KL - Não posso me considerar autodidata porque contei com diversos professores que informalmente muito me auxiliaram na introdução à Botânica, com ênfase na família Orchidaceae. Em Manaus, o Dr. Pedro Ivo, Professor da pós-graduação do INPA e depois em Belo Horizonte como Titular do Dep. de Botânica da UFMG, foi quem me ensinou a estudar e pesquisar dentro dos princípios científicos mais rígidos e através de quem pude aprimorar-me, e de quem pude absorver princípios éticos sem dificuldade, pois dele fluem espontaneamente. Com a Dra. Marilene Nogueira, antes no INPA e agora professora titular do Dep. de Botânica da UFMG, consegui entender como pesquisar em Morfologia e a adquirir olhar crítico para as nuanças das formas vegetais. O convívio com diversos colegas da Associação de Orquidófilos da Amazônia, como o botânico Francisco Miranda, e pesquisadores de outras áreas, possibilitou intercâmbio de conhecimentos e desenvolvimento pessoal. No Equador tive oportunidade de estar algumas vezes com o Dr. Calaway Dodson, expoente na taxonomia de Orchidaceae, suficientes para entender como se trabalha nesta área, que foi a que mais me atraiu. Em trabalho de campo pude acompanhar o eminente Prof. Robert Dressler e equipe em expedições científicas, na região oriental do país - e assim absorver técnicas de trabalho. Muitas vezes, João Batista F. Silva foi meu companheiro de excursões na Amazônia brasileira e colaborador com preciosas informações. Mais recentemente, com o Dr. Gustavo Romero da Universidade de Harvard, E. U. A., e com os companheiros da ABRACC, destacando o saudoso Prof. Hamilton Bicalho, informações importantes vão se juntando para formação de um grande banco de dados. O Dr. Vitorino C. Paiva Neto tem sido um importante interlocutor a quem devo por sua sempre desprendida cooperação. Aqui e acolá tenho conseguido encontrar pessoas que contribuem positivamente, todas as quais que não é possível listar agora.

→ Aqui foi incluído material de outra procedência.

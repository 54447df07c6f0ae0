//! Settlement engine facade
//!
//! Owns the milestone store and the settlement actor, and exposes the
//! operation surface: add, submit, review, list.

use crate::{
    actor::{spawn_settlement_actor, SettlementHandle},
    notify::NotificationSink,
    projects::ProjectDirectory,
    store::MilestoneStore,
    types::{Milestone, ReviewDecision},
    Config, Result,
};
use chrono::{DateTime, Utc};
use rust_decimal::Decimal;
use std::sync::Arc;
use uuid::Uuid;
use wallet_core::{Caller, WalletService};

/// Main settlement engine interface
pub struct SettlementEngine {
    handle: SettlementHandle,
}

impl std::fmt::Debug for SettlementEngine {
    fn fmt(&self, f: &mut std::fmt::Formatter<'_>) -> std::fmt::Result {
        f.debug_struct("SettlementEngine").finish_non_exhaustive()
    }
}

impl SettlementEngine {
    /// Open the engine with configuration and its collaborators
    pub fn new(
        config: Config,
        wallet: Arc<WalletService>,
        projects: Arc<dyn ProjectDirectory>,
        sink: Arc<dyn NotificationSink>,
    ) -> Result<Self> {
        let store = Arc::new(MilestoneStore::open(&config)?);
        let handle =
            spawn_settlement_actor(store, wallet, projects, sink, config.mailbox_capacity);

        tracing::info!(
            service = %config.service_name,
            version = %config.service_version,
            "Settlement engine started"
        );

        Ok(Self { handle })
    }

    /// Client adds a milestone to their project.
    ///
    /// The milestone starts in `pending` status.
    pub async fn add_milestone(
        &self,
        caller: &Caller,
        project_id: Uuid,
        title: impl Into<String>,
        description: impl Into<String>,
        amount: Decimal,
        due_date: Option<DateTime<Utc>>,
    ) -> Result<Milestone> {
        self.handle
            .add_milestone(
                *caller,
                project_id,
                title.into(),
                description.into(),
                amount,
                due_date,
            )
            .await
    }

    /// Assigned freelancer submits a milestone for client review
    pub async fn submit(&self, caller: &Caller, milestone_id: Uuid) -> Result<Milestone> {
        self.handle.submit(*caller, milestone_id).await
    }

    /// Project client reviews a submitted milestone.
    ///
    /// Approval releases the escrow amount to the freelancer before the
    /// status changes; if the release fails, the milestone stays
    /// `submitted_for_review` and the call returns a payment error the
    /// client can retry after funding their wallet.
    pub async fn review(
        &self,
        caller: &Caller,
        milestone_id: Uuid,
        decision: ReviewDecision,
    ) -> Result<Milestone> {
        self.handle.review(*caller, milestone_id, decision).await
    }

    /// All milestones of a project, in creation order
    pub async fn list_for_project(&self, project_id: Uuid) -> Result<Vec<Milestone>> {
        self.handle.list_for_project(project_id).await
    }

    /// Graceful shutdown of the settlement actor
    pub async fn shutdown(&self) -> Result<()> {
        self.handle.shutdown().await
    }
}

No Brasil pude esquadrinhar todos os Estados da região Norte, tanto nas proximidades de onde residi, em curtas viagens em jipes e embarcações, quanto em regiões distantes, fronteiriças, em aeronaves e pequenos barcos, em incursões mais prolongadas.

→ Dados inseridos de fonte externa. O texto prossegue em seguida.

//! Metrics collection for observability
//!
//! # Metrics
//!
//! - `wallet_deposits_total` - Successful deposits
//! - `wallet_withdrawals_total` - Successful withdrawals
//! - `wallet_releases_total` - Milestone payment releases
//! - `wallet_insufficient_funds_total` - Debits rejected for insufficient balance
//! - `wallet_op_duration_seconds` - Histogram of mutation latencies

use prometheus::{Histogram, HistogramOpts, IntCounter, Opts, Registry};
use std::sync::Arc;

/// Metrics collector
#[derive(Clone)]
pub struct Metrics {
    /// Successful deposits
    pub deposits_total: IntCounter,

    /// Successful withdrawals
    pub withdrawals_total: IntCounter,

    /// Milestone payment releases
    pub releases_total: IntCounter,

    /// Debits rejected for insufficient balance
    pub insufficient_funds_total: IntCounter,

    /// Mutation latency histogram
    pub op_duration: Histogram,

    /// Prometheus registry
    pub registry: Arc<Registry>,
}

impl std::fmt::Debug for Metrics {
    fn fmt(&self, f: &mut std::fmt::Formatter<'_>) -> std::fmt::Result {
        f.debug_struct("Metrics").finish_non_exhaustive()
    }
}

impl Metrics {
    /// Create new metrics collector with its own registry
    pub fn new() -> prometheus::Result<Self> {
        let registry = Arc::new(Registry::new());

        let deposits_total = IntCounter::with_opts(Opts::new(
            "wallet_deposits_total",
            "Successful deposits",
        ))?;
        registry.register(Box::new(deposits_total.clone()))?;

        let withdrawals_total = IntCounter::with_opts(Opts::new(
            "wallet_withdrawals_total",
            "Successful withdrawals",
        ))?;
        registry.register(Box::new(withdrawals_total.clone()))?;

        let releases_total = IntCounter::with_opts(Opts::new(
            "wallet_releases_total",
            "Milestone payment releases",
        ))?;
        registry.register(Box::new(releases_total.clone()))?;

        let insufficient_funds_total = IntCounter::with_opts(Opts::new(
            "wallet_insufficient_funds_total",
            "Debits rejected for insufficient balance",
        ))?;
        registry.register(Box::new(insufficient_funds_total.clone()))?;

        let op_duration = Histogram::with_opts(
            HistogramOpts::new(
                "wallet_op_duration_seconds",
                "Histogram of mutation latencies",
            )
            .buckets(vec![0.001, 0.005, 0.010, 0.025, 0.050, 0.100, 0.250, 0.500, 1.0]),
        )?;
        registry.register(Box::new(op_duration.clone()))?;

        Ok(Self {
            deposits_total,
            withdrawals_total,
            releases_total,
            insufficient_funds_total,
            op_duration,
            registry,
        })
    }

    /// Record successful deposit
    pub fn record_deposit(&self, duration_seconds: f64) {
        self.deposits_total.inc();
        self.op_duration.observe(duration_seconds);
    }

    /// Record successful withdrawal
    pub fn record_withdrawal(&self, duration_seconds: f64) {
        self.withdrawals_total.inc();
        self.op_duration.observe(duration_seconds);
    }

    /// Record milestone payment release
    pub fn record_release(&self, duration_seconds: f64) {
        self.releases_total.inc();
        self.op_duration.observe(duration_seconds);
    }

    /// Record a debit rejected for insufficient balance
    pub fn record_insufficient_funds(&self) {
        self.insufficient_funds_total.inc();
    }

    /// Get metrics registry
    pub fn registry(&self) -> &Registry {
        &self.registry
    }
}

  Inesquecível foi uma aventura na região apelidada "Cabeça de Cachorro", na fronteira com a Colômbia, rio Içana e afluentes, quando encontrei o novo Mormodes issanense; foram 15 dias de surpresas, descobertas, perigos e episódios tragicômicos...   Mormodes issanense. Foto/photo: Kleber Lacerda
 

Ainda tento ir ao Norte pelo menos uma vez ao ano; a última aconteceu em maio de 2000, quando com o Prof. Pedro Ivo tentamos chegar ao lugar onde encontrei o Catasetum kleberianum descrito por ele, mas não pudemos prosseguir quando já estávamos a uns 30 km do destino, porque inundações haviam destruído totalmente a estrada; continuar via fluvial demoraria uma semana e não dispúnhamos de tempo.
Atualmente tenho me dedicado à flora orquidológica de Minas Gerais, tentando esclarecer dúvidas principalmente em Laelia, e pelo menos uma vez por mês vou a um hábitat onde pesquiso durante um a três dias. O Dr. Karl Meyer de BH tem sido um grande companheiro em muitas excursões e tenho tirado proveito de seu rico conhecimento da flora orquidológica mineira e do Espírito Santo.
No exterior pude percorrer praticamente todas as regiões do Equador, com orquidófilos locais, com pesquisadores norte-americanos e com os amigos Dr. Karl Meyer e Dr. Vitorino C. Paiva Neto. Também visitei hábitats de orquídeas na Venezuela e na Colômbia e na região andina do Peru, no início da década de 80.